## Assigned task
Select and reproduce each line of the listing below that bears the string "super".
- - - -
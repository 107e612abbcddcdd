use super::domain::{AnalyzeResult, InjuryInput, RiskLevel};
use super::narrative::{likely_issue, monitor_for, recommendations, ScoreCard};
use super::random::{RandomSource, ThreadRandom};
use super::scoring;

/// Stateless evaluator that turns validated answers into an [`AnalyzeResult`].
///
/// The only state is the random source used for the two flavor metrics, so a
/// single engine can be shared across concurrent requests.
pub struct ScoringEngine<S = ThreadRandom> {
    source: S,
}

impl<S: RandomSource> ScoringEngine<S> {
    pub fn new(source: S) -> Self {
        Self { source }
    }

    pub fn source(&self) -> &S {
        &self.source
    }

    pub fn analyze(&self, input: &InjuryInput) -> AnalyzeResult {
        let structural_risk = scoring::final_structural_risk(input);
        let doms_probability = scoring::doms_probability(input);
        let strain_score = scoring::strain_score(input);

        let catastrophizing_index =
            scoring::catastrophizing_index(input, structural_risk, &self.source);
        let risk_level = RiskLevel::from_structural_risk(structural_risk);

        let scores = ScoreCard {
            structural_risk,
            doms_probability,
            strain_score,
            catastrophizing_index,
        };
        let google_spiral_probability = scoring::google_spiral_probability(
            catastrophizing_index,
            structural_risk,
            &self.source,
        );

        AnalyzeResult {
            risk_level,
            structural_risk,
            doms_probability,
            strain_score,
            catastrophizing_index,
            likely_issue: likely_issue(&scores, risk_level).to_string(),
            recommendations: recommendations(risk_level),
            monitor_for: monitor_for(risk_level, input.previous_injury),
            google_spiral_probability,
        }
    }
}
- - - -
## Your response
use super::domain::{AnalyzeResult, InjuryInput, RiskLevel};
use super::narrative::{likely_issue, monitor_for, recommendations, ScoreCard};
use super::random::{RandomSource, ThreadRandom};
use super::scoring;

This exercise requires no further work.